[Assignment]: Return the data. Every word must match.

[Data for processing]:
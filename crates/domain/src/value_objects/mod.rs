//! Value Objects - Immutable, identity-less domain primitives

mod coordinate;

pub use coordinate::Coordinate;
//! Routing client
//!
//! Solves driving routes with turn-by-turn directions across an ordered list
//! of stops. Routing requires an application token, obtained through the
//! shared [`CredentialHolder`].

use std::sync::Arc;

use async_trait::async_trait;
use domain::Coordinate;
use serde::Deserialize;
use serde_json::Value;
use tracing::{debug, instrument, warn};

use crate::config::LocationServicesConfig;
use crate::credentials::CredentialHolder;
use crate::error::RouteError;
use crate::models::{Directions, RouteStep, RouteSummary};
use crate::transport::{Transport, TransportRequest};

/// Stops used when fewer than two are given
#[must_use]
pub const fn default_stops() -> [Coordinate; 2] {
    [Coordinate::washington_dc(), Coordinate::white_house()]
}

/// Trait for routing clients
#[async_trait]
pub trait Router: Send + Sync {
    /// Compute a route and directions visiting `stops` in order
    ///
    /// With fewer than two stops the pair from [`default_stops`] is used.
    async fn get_directions(&self, stops: &[Coordinate]) -> Result<Directions, RouteError>;
}

/// Routing client for the route service's `solve` operation
#[derive(Clone)]
pub struct RoutingClient {
    transport: Arc<dyn Transport>,
    credentials: Arc<CredentialHolder>,
    base_url: String,
    language: String,
    length_units: String,
}

impl std::fmt::Debug for RoutingClient {
    fn fmt(&self, f: &mut std::fmt::Formatter<'_>) -> std::fmt::Result {
        f.debug_struct("RoutingClient")
            .field("base_url", &self.base_url)
            .field("credentials", &self.credentials)
            .finish_non_exhaustive()
    }
}

impl RoutingClient {
    /// Create a new routing client
    pub fn new(
        transport: Arc<dyn Transport>,
        credentials: Arc<CredentialHolder>,
        config: &LocationServicesConfig,
    ) -> Self {
        Self {
            transport,
            credentials,
            base_url: config.route_url.trim_end_matches('/').to_string(),
            language: config.directions_language.clone(),
            length_units: config.directions_length_units.clone(),
        }
    }

    /// Format stops as `x1,y1;x2,y2;...`
    fn stops_param(stops: &[Coordinate]) -> String {
        stops
            .iter()
            .map(ToString::to_string)
            .collect::<Vec<_>>()
            .join(";")
    }

    /// Parse a `solve` response into the first route's directions
    fn parse_directions(value: Value, stops: usize) -> Result<Directions, RouteError> {
        let raw: RawSolveResponse =
            serde_json::from_value(value).map_err(|e| RouteError::ParseError(e.to_string()))?;

        let first = raw
            .directions
            .into_iter()
            .next()
            .ok_or(RouteError::NoRouteFound { stops })?;

        let summary = RouteSummary {
            route_name: first.route_name,
            total_length: first.summary.total_length,
            total_time: first.summary.total_time,
            total_drive_time: first.summary.total_drive_time,
        };

        let steps = first
            .features
            .into_iter()
            .map(Self::convert_step)
            .collect();

        Ok(Directions { summary, steps })
    }

    fn convert_step(raw: RawFeature) -> RouteStep {
        RouteStep {
            text: raw.attributes.text.filter(|t| !t.is_empty()),
            length: raw.attributes.length,
            time: raw.attributes.time,
            maneuver_type: raw.attributes.maneuver_type,
            geometry: raw.compressed_geometry,
        }
    }
}

#[async_trait]
impl Router for RoutingClient {
    #[instrument(skip(self, stops), fields(stops = stops.len()))]
    async fn get_directions(&self, stops: &[Coordinate]) -> Result<Directions, RouteError> {
        let defaults = default_stops();
        let stops = if stops.len() < 2 {
            debug!("Fewer than two stops given, using default stops");
            &defaults[..]
        } else {
            stops
        };

        let credential = self.credentials.get_token().await.inspect_err(|e| {
            warn!(error = %e, "Cannot route without a token");
        })?;

        let url = format!("{}/solve", self.base_url);
        let request = TransportRequest::post(url)
            .param("f", "json")
            .param("stops", Self::stops_param(stops))
            .param("returnDirections", "true")
            .param("directionsLanguage", &self.language)
            .param("directionsLengthUnits", &self.length_units)
            .header("Authorization", credential.bearer());

        debug!(count = stops.len(), "Solving route");

        let value = self.transport.send(request).await?;
        let directions = Self::parse_directions(value, stops.len())?;

        debug!(
            steps = directions.steps.len(),
            total_time = directions.summary.total_time,
            "Route solved"
        );
        Ok(directions)
    }
}

// --- Raw API response types for deserialization ---

#[derive(Debug, Deserialize)]
struct RawSolveResponse {
    #[serde(default)]
    directions: Vec<RawDirections>,
}

#[derive(Debug, Deserialize)]
#[serde(rename_all = "camelCase")]
struct RawDirections {
    route_name: Option<String>,
    summary: RawSummary,
    #[serde(default)]
    features: Vec<RawFeature>,
}

#[derive(Debug, Deserialize)]
#[serde(rename_all = "camelCase")]
struct RawSummary {
    total_length: f64,
    total_time: f64,
    total_drive_time: Option<f64>,
}

#[derive(Debug, Deserialize)]
#[serde(rename_all = "camelCase")]
struct RawFeature {
    #[serde(default)]
    attributes: RawStepAttributes,
    compressed_geometry: Option<String>,
}

#[derive(Debug, Default, Deserialize)]
#[serde(rename_all = "camelCase")]
struct RawStepAttributes {
    text: Option<String>,
    #[serde(default)]
    length: f64,
    #[serde(default)]
    time: f64,
    maneuver_type: Option<String>,
}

[Reply]:
filename crates/domain/src/value_objects/mod.rs
//! Value Objects - Immutable, identity-less domain primitives

mod coordinate;

pub use coordinate::Coordinate;
//! Routing client
//!
//! Solves driving routes with turn-by-turn directions across an ordered list
//! of stops. Routing requires an application token, obtained through the
//! shared [`CredentialHolder`].

use std::sync::Arc;

use async_trait::async_trait;
use domain::Coordinate;
use serde::Deserialize;
use serde_json::Value;
use tracing::{debug, instrument, warn};

use crate::config::LocationServicesConfig;
use crate::credentials::CredentialHolder;
use crate::error::RouteError;
use crate::models::{Directions, RouteStep, RouteSummary};
use crate::transport::{Transport, TransportRequest};

/// Stops used when fewer than two are given
#[must_use]
pub const fn default_stops() -> [Coordinate; 2] {
    [Coordinate::washington_dc(), Coordinate::white_house()]
}

/// Trait for routing clients
#[async_trait]
pub trait Router: Send + Sync {
    /// Compute a route and directions visiting `stops` in order
    ///
    /// With fewer than two stops the pair from [`default_stops`] is used.
    async fn get_directions(&self, stops: &[Coordinate]) -> Result<Directions, RouteError>;
}

/// Routing client for the route service's `solve` operation
#[derive(Clone)]
pub struct RoutingClient {
    transport: Arc<dyn Transport>,
    credentials: Arc<CredentialHolder>,
    base_url: String,
    language: String,
    length_units: String,
}

impl std::fmt::Debug for RoutingClient {
    fn fmt(&self, f: &mut std::fmt::Formatter<'_>) -> std::fmt::Result {
        f.debug_struct("RoutingClient")
            .field("base_url", &self.base_url)
            .field("credentials", &self.credentials)
            .finish_non_exhaustive()
    }
}

impl RoutingClient {
    /// Create a new routing client
    pub fn new(
        transport: Arc<dyn Transport>,
        credentials: Arc<CredentialHolder>,
        config: &LocationServicesConfig,
    ) -> Self {
        Self {
            transport,
            credentials,
            base_url: config.route_url.trim_end_matches('/').to_string(),
            language: config.directions_language.clone(),
            length_units: config.directions_length_units.clone(),
        }
    }

    /// Format stops as `x1,y1;x2,y2;...`
    fn stops_param(stops: &[Coordinate]) -> String {
        stops
            .iter()
            .map(ToString::to_string)
            .collect::<Vec<_>>()
            .join(";")
    }

    /// Parse a `solve` response into the first route's directions
    fn parse_directions(value: Value, stops: usize) -> Result<Directions, RouteError> {
        let raw: RawSolveResponse =
            serde_json::from_value(value).map_err(|e| RouteError::ParseError(e.to_string()))?;

        let first = raw
            .directions
            .into_iter()
            .next()
            .ok_or(RouteError::NoRouteFound { stops })?;

        let summary = RouteSummary {
            route_name: first.route_name,
            total_length: first.summary.total_length,
            total_time: first.summary.total_time,
            total_drive_time: first.summary.total_drive_time,
        };

        let steps = first
            .features
            .into_iter()
            .map(Self::convert_step)
            .collect();

        Ok(Directions { summary, steps })
    }

    fn convert_step(raw: RawFeature) -> RouteStep {
        RouteStep {
            text: raw.attributes.text.filter(|t| !t.is_empty()),
            length: raw.attributes.length,
            time: raw.attributes.time,
            maneuver_type: raw.attributes.maneuver_type,
            geometry: raw.compressed_geometry,
        }
    }
}

#[async_trait]
impl Router for RoutingClient {
    #[instrument(skip(self, stops), fields(stops = stops.len()))]
    async fn get_directions(&self, stops: &[Coordinate]) -> Result<Directions, RouteError> {
        let defaults = default_stops();
        let stops = if stops.len() < 2 {
            debug!("Fewer than two stops given, using default stops");
            &defaults[..]
        } else {
            stops
        };

        let credential = self.credentials.get_token().await.inspect_err(|e| {
            warn!(error = %e, "Cannot route without a token");
        })?;

        let url = format!("{}/solve", self.base_url);
        let request = TransportRequest::post(url)
            .param("f", "json")
            .param("stops", Self::stops_param(stops))
            .param("returnDirections", "true")
            .param("directionsLanguage", &self.language)
            .param("directionsLengthUnits", &self.length_units)
            .header("Authorization", credential.bearer());

        debug!(count = stops.len(), "Solving route");

        let value = self.transport.send(request).await?;
        let directions = Self::parse_directions(value, stops.len())?;

        debug!(
            steps = directions.steps.len(),
            total_time = directions.summary.total_time,
            "Route solved"
        );
        Ok(directions)
    }
}

// --- Raw API response types for deserialization ---

#[derive(Debug, Deserialize)]
struct RawSolveResponse {
    #[serde(default)]
    directions: Vec<RawDirections>,
}

#[derive(Debug, Deserialize)]
#[serde(rename_all = "camelCase")]
struct RawDirections {
    route_name: Option<String>,
    summary: RawSummary,
    #[serde(default)]
    features: Vec<RawFeature>,
}

#[derive(Debug, Deserialize)]
#[serde(rename_all = "camelCase")]
struct RawSummary {
    total_length: f64,
    total_time: f64,
    total_drive_time: Option<f64>,
}

#[derive(Debug, Deserialize)]
#[serde(rename_all = "camelCase")]
struct RawFeature {
    #[serde(default)]
    attributes: RawStepAttributes,
    compressed_geometry: Option<String>,
}

#[derive(Debug, Default, Deserialize)]
#[serde(rename_all = "camelCase")]
struct RawStepAttributes {
    text: Option<String>,
    #[serde(default)]
    length: f64,
    #[serde(default)]
    time: f64,
    maneuver_type: Option<String>,
}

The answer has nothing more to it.